* Exercise details *
Go through the listing below and gather every line with the word "Iterator".

* Records to use *
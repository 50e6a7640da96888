//! # Money Module
//!
//! Provides the `Money` type for storefront prices and totals.
//!
//! ## Whole Units Only
//! ```text
//! ┌─────────────────────────────────────────────────────────────────────────┐
//! │  MENU PRICES ARE WHOLE RUBLES                                           │
//! │                                                                         │
//! │    Шашлык из свинины     450 ₽                                          │
//! │    Лаваш                 100 ₽                                          │
//! │                                                                         │
//! │  There are no kopecks on the menu, so the smallest unit IS the ruble.  │
//! │  Integer arithmetic keeps totals exact: 450 × 2 + 250 = 1150.          │
//! │  Arithmetic saturates at the i64 bounds instead of wrapping.           │
//! └─────────────────────────────────────────────────────────────────────────┘
//! ```
//!
//! ## Usage
//! ```rust
//! use mangal_core::money::Money;
//!
//! let price = Money::from_units(450);
//! let line = price * 2;
//! let total = line + Money::from_units(250);
//! assert_eq!(total.units(), 1150);
//! assert_eq!(total.to_string(), "1150 ₽");
//! ```

use serde::{Deserialize, Serialize};
use std::fmt;
use std::iter::Sum;
use std::ops::{Add, AddAssign, Mul, Sub};
use ts_rs::TS;

use crate::CURRENCY_SYMBOL;

// =============================================================================
// Money Type
// =============================================================================

/// A monetary value in whole currency units.
///
/// Serialized as a bare number so the shell can render it directly.
#[derive(
    Debug, Clone, Copy, PartialEq, Eq, PartialOrd, Ord, Hash, Default, Serialize, Deserialize, TS,
)]
#[serde(transparent)]
#[ts(export)]
pub struct Money(#[ts(type = "number")] i64);

impl Money {
    /// Creates a Money value from whole units.
    ///
    /// ## Example
    /// ```rust
    /// use mangal_core::money::Money;
    ///
    /// let price = Money::from_units(350);
    /// assert_eq!(price.units(), 350);
    /// ```
    #[inline]
    pub const fn from_units(units: i64) -> Self {
        Money(units)
    }

    /// Returns the value in whole units.
    #[inline]
    pub const fn units(&self) -> i64 {
        self.0
    }

    /// Returns zero money value.
    #[inline]
    pub const fn zero() -> Self {
        Money(0)
    }

    /// Checks if the value is zero.
    #[inline]
    pub const fn is_zero(&self) -> bool {
        self.0 == 0
    }

    /// Checks if the value is negative (never true for catalog prices).
    #[inline]
    pub const fn is_negative(&self) -> bool {
        self.0 < 0
    }

    /// Multiplies a unit price by a cart quantity, saturating at the `i64` bounds.
    ///
    /// ## Example
    /// ```rust
    /// use mangal_core::money::Money;
    ///
    /// let sauce = Money::from_units(80);
    /// assert_eq!(sauce.multiply_quantity(3).units(), 240);
    /// ```
    #[inline]
    pub const fn multiply_quantity(&self, qty: u32) -> Self {
        Money(self.0.saturating_mul(qty as i64))
    }

    /// Returns how much is left to reach `threshold`, or zero once reached.
    ///
    /// ## Example
    /// ```rust
    /// use mangal_core::money::Money;
    ///
    /// let threshold = Money::from_units(1000);
    /// assert_eq!(Money::from_units(700).remaining_until(threshold).units(), 300);
    /// assert!(Money::from_units(1150).remaining_until(threshold).is_zero());
    /// ```
    pub fn remaining_until(&self, threshold: Money) -> Money {
        if *self >= threshold {
            Money::zero()
        } else {
            threshold - *self
        }
    }
}

// =============================================================================
// Trait Implementations
// =============================================================================

/// Renders as `"<units> ₽"`, matching the menu.
impl fmt::Display for Money {
    fn fmt(&self, f: &mut fmt::Formatter<'_>) -> fmt::Result {
        write!(f, "{} {}", self.0, CURRENCY_SYMBOL)
    }
}

impl Add for Money {
    type Output = Self;

    #[inline]
    fn add(self, other: Self) -> Self {
        Money(self.0.saturating_add(other.0))
    }
}

impl AddAssign for Money {
    #[inline]
    fn add_assign(&mut self, other: Self) {
        self.0 = self.0.saturating_add(other.0);
    }
}

impl Sub for Money {
    type Output = Self;

    #[inline]
    fn sub(self, other: Self) -> Self {
        Money(self.0.saturating_sub(other.0))
    }
}

/// Multiplication by a cart quantity.
impl Mul<u32> for Money {
    type Output = Self;

    #[inline]
    fn mul(self, qty: u32) -> Self {
        self.multiply_quantity(qty)
    }
}

impl Sum for Money {
    fn sum<I: Iterator<Item = Money>>(iter: I) -> Self {
        iter.fold(Money::zero(), Add::add)
    }
}

impl<'a> Sum<&'a Money> for Money {
    fn sum<I: Iterator<Item = &'a Money>>(iter: I) -> Self {
        iter.copied().sum()
    }
}

// =============================================================================
// Unit Tests
// =============================================================================
//! # Order Submission
//!
//! Turns the current cart and delivery form into a confirmation, then
//! resets both.
//!
//! ## Submission Flow
//! ```text
//! ┌─────────────────────────────────────────────────────────────────────────┐
//! │  submit(cart, form)                                                     │
//! │       │                                                                 │
//! │       ▼                                                                 │
//! │  1. validate_customer_form ──── blank field? ──► Err, nothing reset     │
//! │       │                                                                 │
//! │       ▼                                                                 │
//! │  2. Order snapshot { id, items, total, customer, placed_at }           │
//! │       │                                                                 │
//! │       ▼                                                                 │
//! │  3. Confirmation { name, phone, total, message }                       │
//! │       │                                                                 │
//! │       ▼                                                                 │
//! │  4. cart.clear() + form.reset()                                        │
//! │       │                                                                 │
//! │       ▼                                                                 │
//! │  Ok(confirmation) ── the Order itself is dropped here                  │
//! └─────────────────────────────────────────────────────────────────────────┘
//! ```
//!
//! Steps 2-4 cannot fail, so callers observe either no reset or both.
//! An empty cart is accepted here; the session refuses to open the order
//! form for one.

use chrono::Utc;
use tracing::info;
use uuid::Uuid;

use crate::cart::Cart;
use crate::error::CoreResult;
use crate::types::{Confirmation, CustomerForm, Order};
use crate::validation::validate_customer_form;

/// Places the order described by `cart` and `form`.
///
/// ## Example
/// ```rust
/// use mangal_core::{order, Cart, Catalog, CustomerForm};
///
/// let catalog = Catalog::standard();
/// let mut cart = Cart::new();
/// cart.add_item(catalog.get(5).unwrap());
///
/// let mut form = CustomerForm {
///     name: "Ann".into(),
///     phone: "123".into(),
///     address: "X".into(),
/// };
///
/// let confirmation = order::submit(&mut cart, &mut form).unwrap();
/// assert_eq!(confirmation.total.units(), 250);
/// assert!(cart.is_empty());
/// assert_eq!(form, CustomerForm::default());
/// ```
pub fn submit(cart: &mut Cart, form: &mut CustomerForm) -> CoreResult<Confirmation> {
    validate_customer_form(form)?;

    let order = snapshot(cart, form);
    info!(
        order_id = %order.id,
        items = order.items.len(),
        total = order.total.units(),
        "order placed"
    );

    let confirmation = confirm(&order);

    cart.clear();
    form.reset();

    Ok(confirmation)
}

/// Freezes the cart and form into an [`Order`].
pub fn snapshot(cart: &Cart, form: &CustomerForm) -> Order {
    Order {
        id: Uuid::new_v4().to_string(),
        items: cart.items().to_vec(),
        total: cart.total(),
        customer: form.clone(),
        placed_at: Utc::now(),
    }
}

/// Builds the thank-you confirmation for `order`.
pub fn confirm(order: &Order) -> Confirmation {
    let message = format!(
        "Спасибо за заказ, {}! Мы свяжемся с вами по телефону {} для подтверждения. Сумма заказа: {}",
        order.customer.name, order.customer.phone, order.total
    );

    Confirmation {
        order_id: order.id.clone(),
        customer_name: order.customer.name.clone(),
        phone: order.customer.phone.clone(),
        total: order.total,
        message,
    }
}

// =============================================================================
// Unit Tests
// =============================================================================

#[cfg(test)]
mod tests {
    use super::*;
    use crate::error::{CoreError, ValidationError};
    use crate::types::FormField;
    use crate::Catalog;
    use proptest::collection::vec;
    use proptest::prelude::*;

    fn filled_form() -> CustomerForm {
        CustomerForm {
            name: "Ann".to_string(),
            phone: "123".to_string(),
            address: "X".to_string(),
        }
    }

    #[test]
    fn test_submit_confirms_and_resets() {
        let catalog = Catalog::standard();
        let mut cart = Cart::new();
        cart.add_item(catalog.get(5).unwrap());
        let mut form = filled_form();

        let confirmation = submit(&mut cart, &mut form).unwrap();

        assert_eq!(confirmation.customer_name, "Ann");
        assert_eq!(confirmation.phone, "123");
        assert_eq!(confirmation.total.units(), 250);
        assert!(confirmation.message.contains("Ann"));
        assert!(confirmation.message.contains("123"));
        assert!(confirmation.message.contains("250 ₽"));

        assert!(cart.is_empty());
        assert_eq!(form, CustomerForm::default());
    }

    #[test]
    fn test_submit_resets_regardless_of_cart_contents() {
        let catalog = Catalog::standard();
        let mut cart = Cart::new();
        for product in catalog.list_products() {
            cart.add_item(product);
            cart.add_item(product);
        }
        let mut form = filled_form();

        let confirmation = submit(&mut cart, &mut form).unwrap();
        assert_eq!(confirmation.total.units(), 2 * (450 + 350 + 550 + 400 + 250 + 100 + 80 + 80));
        assert!(cart.is_empty());
        assert!(form.is_blank());
    }

    #[test]
    fn test_submit_with_empty_cart_is_allowed() {
        let mut cart = Cart::new();
        let mut form = filled_form();

        let confirmation = submit(&mut cart, &mut form).unwrap();
        assert!(confirmation.total.is_zero());
        assert!(form.is_blank());
    }

    #[test]
    fn test_invalid_form_resets_nothing() {
        let catalog = Catalog::standard();
        let mut cart = Cart::new();
        cart.add_item(catalog.get(1).unwrap());
        let mut form = filled_form();
        form.set(FormField::Address, "  ");

        let err = submit(&mut cart, &mut form).unwrap_err();
        assert_eq!(
            err,
            CoreError::Validation(ValidationError::Required {
                field: "address".to_string()
            })
        );
        assert_eq!(cart.item_count(), 1);
        assert_eq!(form.name, "Ann");
    }

    #[test]
    fn test_snapshot_is_independent_of_later_changes() {
        let catalog = Catalog::standard();
        let mut cart = Cart::new();
        cart.add_item(catalog.get(2).unwrap());
        let form = filled_form();

        let order = snapshot(&cart, &form);
        cart.clear();

        assert_eq!(order.items.len(), 1);
        assert_eq!(order.total.units(), 350);
        assert_eq!(order.customer, form);
        assert!(uuid::Uuid::parse_str(&order.id).is_ok());
    }

    proptest! {
        #[test]
        fn prop_submit_always_empties_cart_and_form(
            picks in vec(0..8usize, 0..30),
            name in "[A-Za-z]{1,12}",
            phone in "[0-9]{3,11}",
            address in "[A-Za-z0-9 ,.]{0,20}[A-Za-z]",
        ) {
            let catalog = Catalog::standard();
            let products = catalog.list_products();
            let mut cart = Cart::new();
            for i in picks {
                cart.add_item(&products[i]);
            }
            let expected_total = cart.total();
            let mut form = CustomerForm { name: name.clone(), phone, address };

            let confirmation = submit(&mut cart, &mut form).unwrap();

            prop_assert_eq!(confirmation.total, expected_total);
            prop_assert_eq!(confirmation.customer_name, name);
            prop_assert!(cart.is_empty());
            prop_assert!(form.is_blank());
        }

        #[test]
        fn prop_blank_field_resets_nothing(picks in vec(0..8usize, 1..10), field in 0..3usize) {
            let catalog = Catalog::standard();
            let products = catalog.list_products();
            let mut cart = Cart::new();
            for i in picks {
                cart.add_item(&products[i]);
            }
            let mut form = filled_form();
            form.set(FormField::ALL[field], " ");
            let (cart_before, form_before) = (cart.clone(), form.clone());

            prop_assert!(submit(&mut cart, &mut form).is_err());
            prop_assert_eq!(cart, cart_before);
            prop_assert_eq!(form, form_before);
        }
    }
}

* Response to this task *
    fn sum<I: Iterator<Item = Money>>(iter: I) -> Self {
    fn sum<I: Iterator<Item = &'a Money>>(iter: I) -> Self {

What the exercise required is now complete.